No, it’s not that bad, comes the cry from the middle ground: the food system has simply come off the tracks. Sure, a lot of the food diversity in our supermarkets is not accessible to many people, some of it is making us sick, and some is bad for the planet, they concede. But there are ways to ensure food is more healthy and accessible, and agriculture more sustainable. We know how to fix these things. We have the expertise, the tools, the technologies. We just need to get that powerful locomotive back on the rails.
As with many metaphors, these are compelling, and useful each in its own way, but also far from perfect. They all highlight elements of the truth, but struggle to encompass the whole truth. The food system has indeed fed and employed billions, and continues to do so. That surely counts for something. On the other hand, it’s equally undeniable that significant problems exist with some parts of it, though there is still room for disagreement as to what the solutions might entail, as we have just seen with the role of meat in that planetary health diet, for example.
But then again, the food system is made of many, many different parts, all interacting with and influencing one another, in complicated ways. Making sure the system as a whole works as it should is not like changing a light bulb, or putting a train back on its tracks. It’s a political problem: more like making sure the light – or the track – is pointing in the right direction.
Let me risk overburdening our already well-stocked shelf of food system metaphors by comparing it to something else: the Titanic. That was an impressive machine too, though it did have its design flaws. But these were so tragically exposed only by the fact that it hit that iceberg. If only they had steered clear of it…
What we need to do is change the food system’s direction. Because, as it turns out, it is efficient, yes, but all too often at doing things that are not so good for the health of either ourselves or our planet, if not downright harmful.
To change the system’s direction, it needs better policies, ones that will steer it away from the iceberg – the inequities and iniquities that the current policies have led us into. That’s what the EAT report was trying to do, and why it is welcome. It’s a much-needed tap on the ship’s wheel.
But we need many such taps.
Some useful policies are already in place, of course, but they must be implemented. Take Sustainable Development Goal 2, which is about food and nutritional security, the so-called Zero Hunger goal. The governments of the world have agreed that in order to “end hunger, achieve food security and improved nutrition, and promote sustainable agriculture,” we need, among other things, to conserve crop diversity, including in genebanks.
Think about it. Zero hunger depends on good genebanks, ones that are soundly managed and financially secure. So, there are quantifiable metrics that go along with the policy.
We at the Crop Trust are very excited by this, because our mission is to help make sure that genebanks are indeed soundly managed and financially secure. Excited, and in a hurry: Target 2.5 is for 2020. That’s just around the corner.
How do you make sure by 2020 that genebanks are properly supported long into the future? The Crop Trust’s answer is an endowment fund, the proceeds from which we use to support globally important genebanks for the long-term. We have just announced a partnership with the International Rice Research Institute to ensure that the world’s most important rice genebank will always have enough funds to conserve and make available the over one hundred thousand different varieties of rice in its cold store. But what about wheat, pulses, coffee, to name just some crops that have been in the news lately? They need some love too.
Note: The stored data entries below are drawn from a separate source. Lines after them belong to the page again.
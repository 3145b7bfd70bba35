//! Consumer-process detection
//!
//! The grace-period shutdown only fires when no client process remains.
//! Detection is a `pgrep -u <uid> -x <name>` query for the current user.
//!
//! Known coarseness: the name match can catch unrelated processes that
//! share it (e.g. a desktop app named like the CLI). That only delays
//! shutdown by a grace window; it is documented rather than corrected.

use std::process::Command;

/// Process name the grace loop looks for.
pub const DEFAULT_PEER_PROCESS: &str = "claude";

/// Whether any process with exactly `name` is alive for the current user.
#[cfg(unix)]
pub fn has_peer(name: &str) -> bool {
    let uid = nix::unistd::Uid::current().as_raw().to_string();
    match Command::new("pgrep").args(["-u", &uid, "-x", name]).output() {
        Ok(out) => out.status.success() && !out.stdout.is_empty(),
        Err(_) => false,
    }
}

#[cfg(not(unix))]
pub fn has_peer(_name: &str) -> bool {
    false
}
And that cannot just come from governments, as it largely has so far. That’s why we’re increasingly looking to industry, and even private individuals, to contribute to the endowment fund. We need to make sure that our food system, in all its human and biological diversity, all its wonderful and maddening complexity, works to nourish us and the planet, while not gnawing away at its own foundations. And to do that, we can – and must – all do our bit. We’re all on the Titanic together, after all.
Are we going to steer clear of the iceberg? Do we really have a choice?
The opinions expressed here are those of the authors and do not necessarily reflect the opinions or views of the Crop Trust. The Crop Trust is committed to publishing a diversity of opinions on crop diversity conservation and use.